The molars of the type specimen of Serridentinus gobiensis, as the other robust type of Zygolophodon, display more bunodont morphology than Z. turicensis. In occlusal view (Fig. 3A), the posttrite half lophids are moderately subdivided, the separation of the posttrite main cuspid and the corresponding mesoconelet is unclear, and these arranged posttrite conelets are relatively blunt rather than sharp. The pretrite mesoconelets are more bulbous than those of the typical Z. turicensis. The anterior and posterior crescentoids are thicker than those of the typical Z. turicensis. More importantly, in the lophids 1 and 2, a round and bulbous posterior pretrite central conule is present at the distal end of the corresponding posterior pretrite crescentoid. This element is absolutely absent in the type m2 of Z. turicensis. As a result, in buccal view (Fig. 3B), in the unworn teeth, the interlophids are half stuffed up by enamel pillars (crescentoids and central conules), showing shallow interlophid notches, and in buccal and lingual views (Fig. 3B, C), the lophids display blunt peaks. Furthermore, the lophids 2 and 3 exhibit slight alternative positions and slight chevroned patterns, which is very uncommon in the gracile Z. turicensis and the other mammutid taxa. Similar morphology is also shown in Miomastodon tongxinensis (Fig. 3D, E). Therefore, a better solution is to restrict the genus name Zygolophodon only to the gracile morph-type, and attribute the robust type, e.g., S. gobiensis and Mio. tongxinensis, to another genus.

3.1.2 Comparison to Miomastodon merriami

Osborn (1921) reported Mastodon merriami, a pair of lower m3 and portions of two upper tusks from Virgin Valley Formation, Nevada, USA. Subsequently, Osborn (1922) established the new genus Miomastodon for his Mastodon merriami, that is, Mio. merriami (Osborn, 1921). Osborn (1936) attributed Mio. proavus from Pawnee Creek, Colorado, USA, published by Frick (1933), to Mio. merriami, and placed the hypodigm of Mastodon proavusCope, 1873 (a P4 and a fragment of an M1) to Serridentinus. However, later researchers often synonymized Mastodon merriami Osborn, 1921, and Mastodon proavusCope, 1873, with Z. proavus (Cope, 1873) (Madden and Storer, 1985; Lofgren and Anand, 2011). Although the specific name “proavus Cope, 1873” was published earlier than “merriami Osborn, 1921”, the characters of Mastodon proavus are obscure, and its hypodigm was possibly heterogeneous (Madden and Storer, 1985). The M1 of Mastodon proavus is to a large degree incomplete, and was presumed to belong to a bunodont taxon; and the P4, more possibly belonging to a zygodont taxon, possesses very little morphological information for defining a species. Here we regard Mastodon proavusCope, 1873, as nomen dubium.

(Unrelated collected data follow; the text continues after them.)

//! Immediate-encoding arithmetic for the Thumb-2 instruction set.

/// A 32-bit constant packed into the 12-bit modified immediate field of a Thumb-2 instruction,
/// split into the `i`, `imm3` and `imm8` sub-fields the encodings scatter over both halfwords.
#[derive(Debug, Copy, Clone, PartialEq, Eq)]
pub struct ExpandedImm(u16);

impl ExpandedImm {
    /// Top bit of the immediate field, placed in the first halfword.
    pub fn i(&self) -> u32 {
        (self.0 >> 11) as u32 & 1
    }

    /// Bits 10:8 of the immediate field.
    pub fn imm3(&self) -> u32 {
        (self.0 >> 8) as u32 & 7
    }

    /// Low byte of the immediate field.
    pub fn imm8(&self) -> u32 {
        self.0 as u32 & 0xff
    }
}

/// Packs a 32-bit constant into the ARMv7-M `ThumbExpandImm` scheme, or returns [None] if the
/// value has no such encoding.
///
/// The scheme covers, in this order of preference:
/// - plain values up to 0xFF,
/// - the byte replications `ABABABAB`, `00AB00AB` and `AB00AB00`,
/// - any byte-sized group of bits rotated into place, with the top bit of the byte set (the
///   leading one is implicit in the encoding).
pub fn thumb_expand_imm(value: u32) -> Option<ExpandedImm> {
    if value <= 0xff {
        return Some(ExpandedImm(value as u16));
    }
    let b1 = value >> 24;
    let b2 = value >> 16 & 0xff;
    let b3 = value >> 8 & 0xff;
    let b4 = value & 0xff;
    if b1 == b2 && b2 == b3 && b3 == b4 {
        return Some(ExpandedImm((0b11 << 8 | b1) as u16));
    }
    if b1 == 0 && b3 == 0 && b2 == b4 {
        return Some(ExpandedImm((0b01 << 8 | b2) as u16));
    }
    if b2 == 0 && b4 == 0 && b1 == b3 {
        return Some(ExpandedImm((0b10 << 8 | b1) as u16));
    }
    // Rotations below 8 would collide with the plain and replicated forms above.
    for r in 8..32 {
        let w = value.rotate_left(r);
        if w & 0xffff_ff00 == 0 && w & 0x80 != 0 {
            return Some(ExpandedImm(((r << 7) & 0xfff | (w & 0x7f)) as u16));
        }
    }
    None
}

#[cfg(test)]
mod tests {
    use super::thumb_expand_imm;

    fn fields(value: u32) -> Option<(u32, u32, u32)> {
        thumb_expand_imm(value).map(|e| (e.i(), e.imm3(), e.imm8()))
    }

    /// Undoes the packing the way the processor does, for cross-checking.
    fn unpack(i: u32, imm3: u32, imm8: u32) -> u32 {
        let imm12 = i << 11 | imm3 << 8 | imm8;
        if imm12 >> 10 & 3 == 0 {
            match imm12 >> 8 & 3 {
                0 => imm8,
                1 => imm8 << 16 | imm8,
                2 => imm8 << 24 | imm8 << 8,
                _ => imm8 << 24 | imm8 << 16 | imm8 << 8 | imm8,
            }
        } else {
            (1 << 7 | (imm12 & 0x7f)).rotate_right(imm12 >> 7 & 0x1f)
        }
    }

    #[test]
    fn test_plain_byte() {
        assert_eq!(fields(0), Some((0, 0, 0)));
        assert_eq!(fields(0xff), Some((0, 0, 0xff)));
        assert_eq!(fields(0x42), Some((0, 0, 0x42)));
    }

    #[test]
    fn test_replications() {
        assert_eq!(fields(0x12121212), Some((0, 3, 0x12)));
        assert_eq!(fields(0x00ab00ab), Some((0, 1, 0xab)));
        assert_eq!(fields(0xab00ab00), Some((0, 2, 0xab)));
        // Mismatching second byte falls out of the 00AB00AB form.
        assert_eq!(fields(0x00ab00ac), None);
    }

    #[test]
    fn test_rotations() {
        // Golden values from MOV.W R1, 0xFF000 and TST R1, 0x100000.
        assert_eq!(fields(0xff000), Some((1, 2, 0x7f)));
        assert_eq!(fields(0x100000), Some((1, 1, 0x80)));
        assert_eq!(fields(0xff00ff00), Some((0, 2, 0xff)));
        assert_eq!(fields(0x12345678), None);
        assert_eq!(fields(0x101), None);
    }

    #[test]
    fn test_roundtrip() {
        for value in [0x17u32, 0xff, 0x3300, 0xa5a5a5a5, 0x00c800c8, 0x7f800000, 0x280, 0xff000] {
            let e = thumb_expand_imm(value).unwrap();
            assert_eq!(unpack(e.i(), e.imm3(), e.imm8()), value, "value {value:#x}");
        }
    }
}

The type m3 of Mastodon merriami Osborn, 1921 (Fig. 4A-C), although moderately to deeply worn, processes thicker enamel walls than that of typical Zygolophodon turicensis. The posttrite half lophids are also mesiodistally compressed, leaving mesiodistally wide interlophids, but the posttrite half lophids are relatively blunt. Although the posterior pretrite central conules seem to be absent, the anterior and posterior pretrite crescentoids are remarkably thicker than those of Z. turicensis. Therefore, like Serridentinus gobiensis and Miomastodon tongxinensis, the molar morphology of Mastodon merriami is more bunodont than that of Z. turicensis. As a result, the genus Miomastodon seems to be valid and should be revived for those untypical “Zygolophodon” with more or less bunodont molar morphology, such as Mio. merriami, Mio. gobiensis, and Mio. tongxinensis. Here, we regard each of these species as valid taxa (see the differential diagnosis).

3.1.3 Comparison to Gomphotherium productum and the other related Gomphotherium species

Miomastodon gobiensis was originally attributed to Serridentinus Osborn, 1923. Although Serridentinus has been synonymized with Gomphotherium, it is necessary to compare Miomastodon gobiensis with species that had previously been assigned into Serridentinus.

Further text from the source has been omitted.